◆ Required action
Could you find every line in the entries below that holds the word "StrumDisplay" and copy it?

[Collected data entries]
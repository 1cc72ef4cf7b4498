//! Keyed actions (vertices) with their display metadata.

use crate::error::{DigraphError, Result};
use roaring::RoaringBitmap;
use serde::{Deserialize, Serialize};
use std::{collections::HashMap, fmt::Display};
use strum::{Display as StrumDisplay, EnumString, EnumVariantNames};

/// Metadata attached to an action.
#[derive(Serialize, Deserialize, Debug, Clone, Default, PartialEq, Eq)]
pub struct ActionMeta {
    /// Long display name.
    #[serde(default, skip_serializing_if = "Option::is_none")]
    pub name: Option<String>,
    /// Short display name.
    #[serde(
        rename = "shortName",
        default,
        skip_serializing_if = "Option::is_none"
    )]
    pub short_name: Option<String>,
    /// Free comment.
    #[serde(default, skip_serializing_if = "Option::is_none")]
    pub comment: Option<String>,
}

/// An opaque action identifier together with its [ActionMeta].
#[derive(Debug, Clone, PartialEq, Eq)]
pub struct Action {
    key: String,
    meta: ActionMeta,
}

impl Action {
    /// Action without metadata.
    pub fn new(key: impl Into<String>) -> Self {
        Self {
            key: key.into(),
            meta: ActionMeta::default(),
        }
    }

    /// Action with metadata.
    pub fn with_meta(key: impl Into<String>, meta: ActionMeta) -> Self {
        Self {
            key: key.into(),
            meta,
        }
    }

    /// The identifying key.
    pub fn key(&self) -> &str {
        &self.key
    }

    /// The display metadata.
    pub fn meta(&self) -> &ActionMeta {
        &self.meta
    }

    /// Short name if present, the key otherwise.
    pub fn short_name(&self) -> &str {
        self.meta.short_name.as_deref().unwrap_or(&self.key)
    }
}

/// Orderings which may be imposed on the actions of a container.
#[derive(EnumString, EnumVariantNames, StrumDisplay, Debug, Clone, Copy, PartialEq, Eq)]
#[strum(serialize_all = "lowercase")]
pub enum KeyOrder {
    /// Plain lexicographic order on the keys.
    Lexicographic,
    /// Natural order, i.e. `a2` before `a10`.
    Natural,
}

impl Default for KeyOrder {
    fn default() -> Self {
        Self::Lexicographic
    }
}

/// A container which acts as a dictionary as well as an ordering of actions.
/// The position of an action in the container is the index used by all relation tables and all
/// [choice bitmaps][RoaringBitmap].
#[derive(Debug, Clone, Default, PartialEq, Eq)]
pub struct ActionContainer {
    actions: Vec<Action>,
    mapping: HashMap<String, usize>,
}

impl ActionContainer {
    /// Creates a container from plain keys, keeping their order.
    pub fn from_keys<I, S>(keys: I) -> Result<Self>
    where
        I: IntoIterator<Item = S>,
        S: Into<String>,
    {
        Self::from_actions(keys.into_iter().map(Action::new))
    }

    /// Creates a container from actions, keeping their order.
    /// Fails on duplicate keys.
    pub fn from_actions<I>(actions: I) -> Result<Self>
    where
        I: IntoIterator<Item = Action>,
    {
        let mut result = Self::default();
        for action in actions {
            result.push(action)?;
        }
        Ok(result)
    }

    /// `prefix1 … prefixN`, zero-padded to a common width so that the lexicographic key order is
    /// the numbering order.
    pub fn numbered(prefix: &str, order: usize) -> Self {
        let width = order.to_string().len();
        Self::from_distinct(
            (1..=order)
                .map(|i| Action::new(format!("{prefix}{i:0width$}")))
                .collect(),
        )
    }

    /// The actions at the given positions, in the given order. Positions out of range and
    /// repeated positions are skipped.
    pub fn subset(&self, positions: &[usize]) -> Self {
        let mut seen = RoaringBitmap::new();
        Self::from_distinct(
            positions
                .iter()
                .filter(|&&x| x < self.len() && seen.insert(x as u32))
                .map(|&x| self.actions[x].clone())
                .collect(),
        )
    }

    /// Keys must be pairwise distinct.
    fn from_distinct(actions: Vec<Action>) -> Self {
        let mapping = actions
            .iter()
            .enumerate()
            .map(|(idx, action)| (action.key().to_string(), idx))
            .collect();
        Self { actions, mapping }
    }

    /// Appends an action and returns its position.
    pub fn push(&mut self, action: Action) -> Result<usize> {
        if self.mapping.contains_key(action.key()) {
            return Err(DigraphError::DomainMismatch(format!(
                "duplicate action {}",
                action.key()
            )));
        }
        let idx = self.actions.len();
        self.mapping.insert(action.key().to_string(), idx);
        self.actions.push(action);
        Ok(idx)
    }

    /// Number of actions.
    pub fn len(&self) -> usize {
        self.actions.len()
    }

    /// Returns true if there is no action.
    pub fn is_empty(&self) -> bool {
        self.actions.is_empty()
    }

    /// Position of the action with the given key.
    pub fn index(&self, key: &str) -> Option<usize> {
        self.mapping.get(key).copied()
    }

    /// Position of the action with the given key, failing with [DigraphError::UnknownAction].
    pub fn require(&self, key: &str) -> Result<usize> {
        self.index(key)
            .ok_or_else(|| DigraphError::UnknownAction(key.to_string()))
    }

    /// Returns true if the key names an action of the container.
    pub fn contains(&self, key: &str) -> bool {
        self.mapping.contains_key(key)
    }

    /// The key at a position.
    ///
    /// # Panics
    /// If the position is out of bounds.
    pub fn key(&self, idx: usize) -> &str {
        self.actions[idx].key()
    }

    /// The action at a position.
    pub fn action(&self, idx: usize) -> Option<&Action> {
        self.actions.get(idx)
    }

    /// Iterates over the actions in container order.
    pub fn iter(&self) -> impl Iterator<Item = &Action> + '_ {
        self.actions.iter()
    }

    /// Iterates over the keys in container order.
    pub fn keys(&self) -> impl Iterator<Item = &str> + '_ {
        self.actions.iter().map(Action::key)
    }

    /// The full index range as a bitmap.
    pub fn all(&self) -> RoaringBitmap {
        (0..self.actions.len() as u32).collect()
    }

    /// Resolves a set of keys to a bitmap.
    pub fn choice<'k, I>(&self, keys: I) -> Result<RoaringBitmap>
    where
        I: IntoIterator<Item = &'k str>,
    {
        keys.into_iter()
            .map(|key| self.require(key).map(|idx| idx as u32))
            .collect()
    }

    /// Keys of the actions in a bitmap, in container order.
    pub fn choice_keys(&self, choice: &RoaringBitmap) -> Vec<String> {
        choice
            .iter()
            .filter_map(|idx| self.action(idx as usize))
            .map(|action| action.key().to_string())
            .collect()
    }

    /// Sorts the actions and returns, for every new position, the previous position.
    pub fn sort(&mut self, order: KeyOrder) -> Vec<usize> {
        let mut permutation: Vec<usize> = (0..self.actions.len()).collect();
        permutation.sort_by(|&left, &right| {
            let (left, right) = (self.actions[left].key(), self.actions[right].key());
            match order {
                KeyOrder::Lexicographic => lexical_sort::lexical_cmp(left, right),
                KeyOrder::Natural => lexical_sort::natural_lexical_cmp(left, right),
            }
        });
        let actions = permutation
            .iter()
            .map(|&idx| self.actions[idx].clone())
            .collect::<Vec<_>>();
        self.mapping = actions
            .iter()
            .enumerate()
            .map(|(idx, action)| (action.key().to_string(), idx))
            .collect();
        self.actions = actions;
        log::trace!("sorted actions {:?}", self.keys().collect::<Vec<_>>());
        permutation
    }

    /// For every position of `self`, the position of the same key in `other`.
    /// Fails with [DigraphError::DomainMismatch] if both containers do not hold the same keys.
    pub fn alignment(&self, other: &ActionContainer) -> Result<Vec<usize>> {
        if self.len() != other.len() {
            return Err(DigraphError::DomainMismatch(format!(
                "{} actions against {} actions",
                self.len(),
                other.len()
            )));
        }
        self.keys()
            .map(|key| {
                other.index(key).ok_or_else(|| {
                    DigraphError::DomainMismatch(format!("action {key} is missing"))
                })
            })
            .collect()
    }

    /// Creates a [PrintableChoice] for output purposes.
    pub fn print_choice<'a>(&'a self, choice: &'a RoaringBitmap) -> PrintableChoice<'a> {
        PrintableChoice {
            choice,
            actions: self,
        }
    }
}

/// A struct to print a choice as a set of keys.
#[derive(Debug, Clone, Copy)]
pub struct PrintableChoice<'a> {
    choice: &'a RoaringBitmap,
    actions: &'a ActionContainer,
}

impl Display for PrintableChoice<'_> {
    fn fmt(&self, f: &mut std::fmt::Formatter<'_>) -> std::fmt::Result {
        write!(f, "{{{}}}", self.actions.choice_keys(self.choice).join(", "))
    }
}

#[cfg(test)]
mod test {
    use super::*;
    use test_log::test;

    #[test]
    fn container() {
        let mut actions = ActionContainer::from_keys(["a10", "b", "a2"]).unwrap();
        assert_eq!(actions.len(), 3);
        assert_eq!(actions.index("b"), Some(1));
        assert_eq!(
            actions.require("c"),
            Err(DigraphError::UnknownAction("c".to_string()))
        );
        assert!(actions.push(Action::new("b")).is_err());

        let permutation = actions.sort(KeyOrder::Natural);
        assert_eq!(actions.keys().collect::<Vec<_>>(), vec!["a2", "a10", "b"]);
        assert_eq!(permutation, vec![2, 0, 1]);
        assert_eq!(actions.index("a10"), Some(1));

        actions.sort(KeyOrder::Lexicographic);
        assert_eq!(actions.keys().collect::<Vec<_>>(), vec!["a10", "a2", "b"]);
    }

    #[test]
    fn choices() {
        let actions = ActionContainer::from_keys(["a", "b", "c"]).unwrap();
        let choice = actions.choice(["c", "a"]).unwrap();
        assert_eq!(actions.choice_keys(&choice), vec!["a", "c"]);
        assert_eq!(format!("{}", actions.print_choice(&choice)), "{a, c}");
        assert!(actions.choice(["d"]).is_err());

        let other = ActionContainer::from_keys(["c", "a", "b"]).unwrap();
        assert_eq!(actions.alignment(&other), Ok(vec![1, 2, 0]));
        let short = ActionContainer::from_keys(["a", "b"]).unwrap();
        assert!(actions.alignment(&short).is_err());
    }

    #[test]
    fn numbered_and_subsets() {
        let actions = ActionContainer::numbered("a", 12);
        assert_eq!(actions.len(), 12);
        assert_eq!(actions.key(0), "a01");
        assert_eq!(actions.index("a12"), Some(11));
        assert_eq!(ActionContainer::numbered("v", 3).key(2), "v3");
        assert!(ActionContainer::numbered("v", 0).is_empty());

        let subset = actions.subset(&[4, 1, 4, 40]);
        assert_eq!(subset.keys().collect::<Vec<_>>(), vec!["a05", "a02"]);
        assert_eq!(subset.index("a02"), Some(1));
        assert_eq!(subset.index("a01"), None);
        let mut subset = subset;
        assert!(subset.push(Action::new("a05")).is_err());
    }
}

◆ Written reply
use strum::{Display as StrumDisplay, EnumString, EnumVariantNames};
#[derive(EnumString, EnumVariantNames, StrumDisplay, Debug, Clone, Copy, PartialEq, Eq)]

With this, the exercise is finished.